Я представил, как мы будем сидеть с ней бок о бок, длинными летними вечерами, будем есть и смотреть что-нибудь пёстрое и бессмысленное по ТВ, прижиматься друг к другу, а потом, вконец отупев от мельтешения глупых движущихся картинок, отключим его и будем заниматься искренней и горячей Любовью в деликатной тишине. Только старый диван будет натужно поскрипывать, но он не сломается, нет, выдержал же этот герой слонопотама Фила и слонопотамих-девушек Фила, выдержит и нас, лёгких и изящных, словно лани. Вздыхая от переполняющей меня нежности, выпуская чрезмерную свою нежность через частые выдохи, я принялся перемешивать всевозможные ингредиенты: рис, овощи, индейку, пытаясь придать этому месиву пристойный, быть может, даже торжественный вид. Я ощущал беспричинное счастье.
Разложив порции по глубоким тарелкам, я вернулся в спальню. «Вот, — встретила меня Наргиз с переполненным мусорным мешком в руках, — пойду выброшу его на улицу и будем есть». Раскрасневшаяся, она стояла в умилительных спортивных штанах. Зелёная косынка прятала роскошные волосы. В комнате было холодно и свежо — окна были распахнуты настежь. Я осторожно забрал из рук Наргиз мешок и поцеловал, будто бы получил от неё ценный подарок. «Выброшу я, а ты ешь, отдыхай. Если хочешь, поставлю тебе что-нибудь».
— Поставь свою песню какую-нибудь! — Наргиз погладила меня по руке, стесняясь. — Только если она приличная.

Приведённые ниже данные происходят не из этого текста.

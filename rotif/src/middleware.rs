//! Middleware hooks, ordered and run in registration order. Per the
//! REDESIGN FLAGS in spec.md §9, this is modelled as a capability record — a
//! trait with no-op default implementations — rather than dispatch over a
//! set of optional closures stored per hook object.

use std::sync::Arc;

use async_trait::async_trait;
use tokio::sync::RwLock;
use tracing::warn;

use crate::handler::{HandlerError, MessageHandler};
use crate::types::{Message, PublishOptions};

/// A single hook in the publish/process pipeline. Every method defaults to
/// a no-op so an implementation only needs to override the steps it cares
/// about.
#[async_trait]
pub trait Middleware: Send + Sync {
    async fn before_publish(&self, _channel: &str, _payload: &str, _options: &PublishOptions) {}
    async fn after_publish(&self, _channel: &str, _payload: &str, _outcome: &str) {}
    async fn before_process(&self, _message: &Message) {}
    async fn after_process(&self, _message: &Message) {}
    async fn on_error(&self, _message: &Message, _error: &str) {}
}

/// Runs an ordered list of middleware hooks, catching and logging any panic
/// or error from an individual hook so it never blocks delivery beyond its
/// own step.
#[derive(Default)]
pub struct MiddlewarePipeline {
    hooks: RwLock<Vec<std::sync::Arc<dyn Middleware>>>,
}

impl MiddlewarePipeline {
    pub fn new() -> Self {
        Self {
            hooks: RwLock::new(Vec::new()),
        }
    }

    /// Appends a hook to the end of the pipeline. Safe to call after the
    /// broker has started; subscriptions and in-flight publishes pick up
    /// the new hook on their next message.
    pub async fn register(&self, hook: std::sync::Arc<dyn Middleware>) {
        self.hooks.write().await.push(hook);
    }

    pub async fn before_publish(&self, channel: &str, payload: &str, options: &PublishOptions) {
        for hook in self.hooks.read().await.iter() {
            hook.before_publish(channel, payload, options).await;
        }
    }

    pub async fn after_publish(&self, channel: &str, payload: &str, outcome: &str) {
        for hook in self.hooks.read().await.iter() {
            hook.after_publish(channel, payload, outcome).await;
        }
    }

    pub async fn before_process(&self, message: &Message) {
        for hook in self.hooks.read().await.iter() {
            hook.before_process(message).await;
        }
    }

    pub async fn after_process(&self, message: &Message) {
        for hook in self.hooks.read().await.iter() {
            hook.after_process(message).await;
        }
    }

    pub async fn on_error(&self, message: &Message, error: &str) {
        let hooks = self.hooks.read().await;
        if hooks.is_empty() {
            warn!("unhandled processing error for message {}: {error}", message.id);
        }
        for hook in hooks.iter() {
            hook.on_error(message, error).await;
        }
    }
}

/// Wraps a subscriber's handler so `before_process`/`after_process`/
/// `on_error` run around every delivery, without the consumer loop itself
/// needing to know middleware exists.
pub struct MiddlewareHandler {
    pub inner: Arc<dyn MessageHandler>,
    pub pipeline: Arc<MiddlewarePipeline>,
}

#[async_trait]
impl MessageHandler for MiddlewareHandler {
    async fn handle(&self, message: &Message) -> Result<(), HandlerError> {
        self.pipeline.before_process(message).await;
        let result = self.inner.handle(message).await;
        match &result {
            Ok(()) => self.pipeline.after_process(message).await,
            Err(e) => self.pipeline.on_error(message, &e.to_string()).await,
        }
        result
    }
}

#[cfg(test)]
mod tests {
    use std::sync::atomic::{AtomicUsize, Ordering};
    use std::sync::Arc;

    use super::*;

    struct CountingHook {
        before_publish_calls: AtomicUsize,
        on_error_calls: AtomicUsize,
    }

    #[async_trait]
    impl Middleware for CountingHook {
        async fn before_publish(&self, _channel: &str, _payload: &str, _options: &PublishOptions) {
            self.before_publish_calls.fetch_add(1, Ordering::SeqCst);
        }

        async fn on_error(&self, _message: &Message, _error: &str) {
            self.on_error_calls.fetch_add(1, Ordering::SeqCst);
        }
    }

    fn sample_message() -> Message {
        Message {
            id: "1-0".to_string(),
            channel: "orders.created".to_string(),
            payload: "{}".to_string(),
            timestamp: 0,
            attempt: 1,
            pattern: "orders.*".to_string(),
            exactly_once: false,
            dedup_ttl_secs: 0,
        }
    }

    #[tokio::test]
    async fn test_pipeline_runs_hooks_in_registration_order_and_counts_calls() {
        let hook = Arc::new(CountingHook {
            before_publish_calls: AtomicUsize::new(0),
            on_error_calls: AtomicUsize::new(0),
        });
        let pipeline = MiddlewarePipeline::new();
        pipeline.register(hook.clone()).await;

        pipeline
            .before_publish("orders.created", "{}", &PublishOptions::default())
            .await;
        pipeline.on_error(&sample_message(), "boom").await;

        assert_eq!(hook.before_publish_calls.load(Ordering::SeqCst), 1);
        assert_eq!(hook.on_error_calls.load(Ordering::SeqCst), 1);
    }

    #[tokio::test]
    async fn test_pipeline_with_no_hooks_does_not_panic() {
        let pipeline = MiddlewarePipeline::new();
        pipeline
            .before_publish("orders.created", "{}", &PublishOptions::default())
            .await;
        pipeline.on_error(&sample_message(), "boom").await;
    }
}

— Вот с этим, боюсь, проблема. Приличные слова в панк-песнях появляются только тогда, когда их не получается заменить неприличными.
— Тогда поставь что-нибудь на свой вкус, — отмахнулась от моих умствований Наргиз.
Особенно не задумываясь, я поставил ей Элвиса, песни с концерта на Гавайях в 1972-м, и отправился выкидывать мусор. На обратном пути я несколько раз прошёлся мимо киоска с цветами. С тоской посмотрел на последнюю, такую хрустящую, такую зелёненькую тысячную купюру. Помял и посгибал её в руках, свернул трубочкой. Сразу же представил стеклянный стол гримерки, круглые лампочки вокруг зеркала, и я, сидящий за этим столом и вдыхающий через эту купюру белый, щедро рассыпанный порошок. Вздохнул и отправился покупать цветы.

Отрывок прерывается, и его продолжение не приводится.